Personal information
- Date of birth: 27 September 1980 (age 45)
- Place of birth: Dunkerque, France
- Height: 1.83 m (6 ft 0 in)
- Position: Forward

Youth career
- 1998–2000: Auxerre

Senior career*
- Years: Team / Apps / (Gls)
- 2000–2005: Auxerre / 20 / (0)
- 2004: → Châteauroux (loan) / 13 / (2)
- 2005–2008: Châteauroux / 80 / (9)
- 2008–2009: Boulogne / 14 / (1)
- 2010: Lausanne-Sport / 11 / (1)
- 2010–2011: Paris / 34 / (0)
- 2011–2013: Auxerre B

= David Vandenbossche =

French footballer (born 1980)

David Vandenbossche (born 27 September 1980) is a French former professional footballer who played as a forward.

==Career==
Born in Dunkerque, Vandenbossche began his career as part of the youth academy at French club Auxerre.

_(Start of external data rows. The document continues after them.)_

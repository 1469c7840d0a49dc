//! Algebraic expansion.
//!
//! Products are distributed over sums and positive integer powers of sums
//! are multiplied out. Expanding `(a + b + ...)^n` produces one term per
//! multinomial coefficient, so the output grows combinatorially with `n`
//! and the number of terms. There is no cutoff.

use crate::{
    expr::Expression,
    ops::{
        numeric,
        simplify::{power_of, product_of, simplify, sum_of},
    },
};

/// Multiply out all products of sums and positive integer powers of sums.
///
/// Negative powers are left alone, so `(x + 1)^-2` is unchanged. The result
/// is simplified.
pub fn expand(expr: &Expression) -> Expression {
    let expanded = expand_simplified(&simplify(expr));

    tracing::trace!(
        input = %expr.compact(),
        output = %expanded.compact(),
        "Expanded an expression"
    );

    expanded
}

fn expand_simplified(expr: &Expression) -> Expression {
    match expr {
        Expression::Power { base, exponent } => match (&**base, &**exponent) {
            (Expression::Sum(terms), Expression::Number(n)) if *n > 0 => {
                multinomial(terms, *n)
            },
            (Expression::Sum(_), Expression::Number(0)) => Expression::ONE,
            _ => expr.clone(),
        },
        Expression::Product(factors) => expand_product(factors),
        Expression::Sum(terms) => {
            sum_of(terms.iter().map(expand_simplified).collect())
        },
        Expression::Number(_)
        | Expression::Fraction(..)
        | Expression::Symbol(_)
        | Expression::Function { .. } => expr.clone(),
    }
}

/// Expand `(f + g)^n` as the sum of `C(n, k) * f^(n-k) * g^k`, where `f` is
/// the first term and `g` is everything else.
fn multinomial(terms: &[Expression], n: i64) -> Expression {
    let expanded = sum_of(terms.iter().map(expand_simplified).collect());

    let (first, rest) = match expanded.terms().split_first() {
        Some((first, rest)) if !rest.is_empty() => (first.clone(), rest),
        _ => {
            // the terms collapsed, so there is nothing left to distribute
            return expand_simplified(&power_of(
                expanded.clone(),
                Expression::Number(n),
            ));
        },
    };
    let rest = sum_of(rest.to_vec());

    let mut expansion = Vec::new();

    for k in 0..=n {
        let coefficient = match numeric::binomial(n, k) {
            Some(coefficient) => Expression::Number(coefficient),
            None => return Expression::UNDEFINED,
        };
        let f = power_of(first.clone(), Expression::Number(n - k));
        let g = expand_simplified(&power_of(
            rest.clone(),
            Expression::Number(k),
        ));

        expansion.push(expand_product(&[coefficient, f, g]));
    }

    sum_of(expansion)
}

fn expand_product(factors: &[Expression]) -> Expression {
    factors
        .iter()
        .map(expand_simplified)
        .fold(Expression::ONE, |product, factor| distribute(&product, &factor))
}

/// Multiply every term of `left` by every term of `right`.
fn distribute(left: &Expression, right: &Expression) -> Expression {
    let capacity = left.terms().len() * right.terms().len();
    let mut terms = Vec::with_capacity(capacity);

    for a in left.terms() {
        for b in right.terms() {
            terms.push(product_of(vec![a.clone(), b.clone()]));
        }
    }

    sum_of(terms)
}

He left the club in 2004, to join Ligue 2 side Châteauroux on loan for six months, before moving back to Auxerre, later that year, he joined Châteauroux permanently. In 2008, he joined French second tier club Boulogne and on 31 July 2009 Boulogne released him. On 2 February 2010, Vandenbossche signed for Lausanne-Sport on a free transfer until the end of the season. After a short stay in Switzerland, Vandenbossche moved on to Paris FC for one season before joining the Auxerre reserve team in 2011.